Before you begin a business there are a few questions that must be answered to determine if the idea has potential to be a profitable business.
What is your ultimate goal? Do you want to sell the business at a gain?
Do you want to work at it part time for extra cash, or quit your regular job and work at it full time?
Do you want to have staff run the business for you?
How much profit do you have to make to make it worth your while?
If you know "your number" that will make it worth your while, how much do you need to sell to reach that amount?
That is where revenue (money from sales) = expenses + profit.
First, lets calculate the break-even amount - the amount you have to sell to have $0 profit. That is where revenue = expneses.
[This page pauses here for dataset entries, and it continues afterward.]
use serde::{Deserialize, Serialize};

/// Spreadsheet column positions in the questionnaire response tab
///
/// The form inserts bookkeeping columns between the answer columns, so the
/// positions are sparse. A row shorter than a position yields an empty field.
pub mod columns {
    pub const AFFILIATION: usize = 2;
    pub const ROLE: usize = 3;
    pub const FIRST_NAME: usize = 7;
    pub const LAST_NAME: usize = 8;
    pub const EMAIL: usize = 9;
    pub const CITY: usize = 11;
    pub const STATE: usize = 12;
    pub const GENDER: usize = 14;
    pub const GENDER_PREFERENCE: usize = 15;
    pub const MEETING_LOCATION: usize = 17;
    pub const MEETING_TYPE: usize = 18;
    pub const OCCUPATION: usize = 21;
    pub const COMPANY: usize = 22;
    pub const INDUSTRY: usize = 24;
    pub const WORK_HISTORY: usize = 26;
    pub const CAREER_PATH: usize = 27;
    pub const EDUCATION: usize = 28;
    pub const HIGHER_EDUCATION: usize = 29;
    pub const DEGREE: usize = 30;
    pub const VALUES: usize = 33;
    pub const ABOUT_ME: usize = 34;
    pub const HOBBIES: usize = 35;
    pub const FOCUS_AREA: usize = 36;
    pub const EXPECTATIONS: usize = 39;
    pub const ANYTHING_ELSE: usize = 40;
}

/// One questionnaire submission with named fields
///
/// Parsed once at ingestion so the rest of the pipeline never touches raw
/// column indices. Fields are kept as free text exactly as submitted; no
/// validation or normalization is applied.
#[derive(Debug, Clone, Default, Serialize, Deserialize)]
pub struct Participant {
    pub role: String,
    pub first_name: String,
    pub last_name: String,
    pub email: String,
    pub city: String,
    pub state: String,
    pub meeting_location: String,
    pub meeting_type: String,
    pub gender: String,
    pub gender_preference: String,
    pub occupation: String,
    pub affiliation: String,
    pub company: String,
    pub industry: String,
    pub work_history: String,
    pub career_path: String,
    pub education: String,
    pub higher_education: String,
    pub degree: String,
    pub values: String,
    pub about_me: String,
    pub hobbies: String,
    pub focus_area: String,
    pub expectations: String,
    pub anything_else: String,
}

impl Participant {
    /// Build a participant from a raw spreadsheet row
    ///
    /// Missing cells (short rows) become empty strings and propagate as
    /// empty text into the dossier.
    pub fn from_row(row: &[String]) -> Self {
        let field = |idx: usize| row.get(idx).cloned().unwrap_or_default();

        Self {
            role: field(columns::ROLE),
            first_name: field(columns::FIRST_NAME),
            last_name: field(columns::LAST_NAME),
            email: field(columns::EMAIL),
            city: field(columns::CITY),
            state: field(columns::STATE),
            meeting_location: field(columns::MEETING_LOCATION),
            meeting_type: field(columns::MEETING_TYPE),
            gender: field(columns::GENDER),
            gender_preference: field(columns::GENDER_PREFERENCE),
            occupation: field(columns::OCCUPATION),
            affiliation: field(columns::AFFILIATION),
            company: field(columns::COMPANY),
            industry: field(columns::INDUSTRY),
            work_history: field(columns::WORK_HISTORY),
            career_path: field(columns::CAREER_PATH),
            education: field(columns::EDUCATION),
            higher_education: field(columns::HIGHER_EDUCATION),
            degree: field(columns::DEGREE),
            values: field(columns::VALUES),
            about_me: field(columns::ABOUT_ME),
            hobbies: field(columns::HOBBIES),
            focus_area: field(columns::FOCUS_AREA),
            expectations: field(columns::EXPECTATIONS),
            anything_else: field(columns::ANYTHING_ELSE),
        }
    }

    /// Role classification is substring-based: "Senior Mentor" still counts
    pub fn is_mentor(&self) -> bool {
        self.role.contains("Mentor")
    }

    pub fn is_mentee(&self) -> bool {
        self.role.contains("Mentee")
    }

    pub fn full_name(&self) -> String {
        format!("{} {}", self.first_name, self.last_name)
    }
}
Before you calculate, you need to know your costs and your retail selling price. Let's say you make gloves. Calculate your variable costs of materials and labour to make the gloves or what is the per-unit cost to buy the gloves from a wholesaler? In our example, let's pretend we can buy gloves from a wholesaler for $5 and we will sell the gloves for $15 retail. Determine the gross profit per pair of gloves (per unit) by subtracting the retail price from the variable costs. We are making a gross profit of $10 per pair of gloves (price is $15, minus our direct costs are $5, for a total of $10 gross profit per unit). Costs that don't change depending on how much you sell is a fixed cost. Let's say those fixed costs add up to $10,000 for an annual contract of a booth rental at a local market, yearly costs for advertising and other admin fees. To determine break even take the fixed costs and divide by the gross profit per unit. Using our figures, we would take $10,000 / $10 and the result is 1000 pairs of gloves. The sounds like a lot, but on a weekly basis it is only 20 pairs.
Next calculate how much profit you want to make out of the business. Let's say that is $90,000 a year. To calculate how many pairs of gloves you have to sell to cover your expenses and profit we first add together the expenses and profit. In our case, that is $10,000 + $90,000 = $100,000 Divide that by the gross profit per unit (remember, that was $10 per unit).
$100,000 / $10 = 10,000 pairs of gloves a year
That is 193 per week to make it worth your while. Is that feasible?
Perhaps not for a local market booth. Can you scale the business to sell more with less fixed costs such as online or through a distributor? Happy profit pursuit.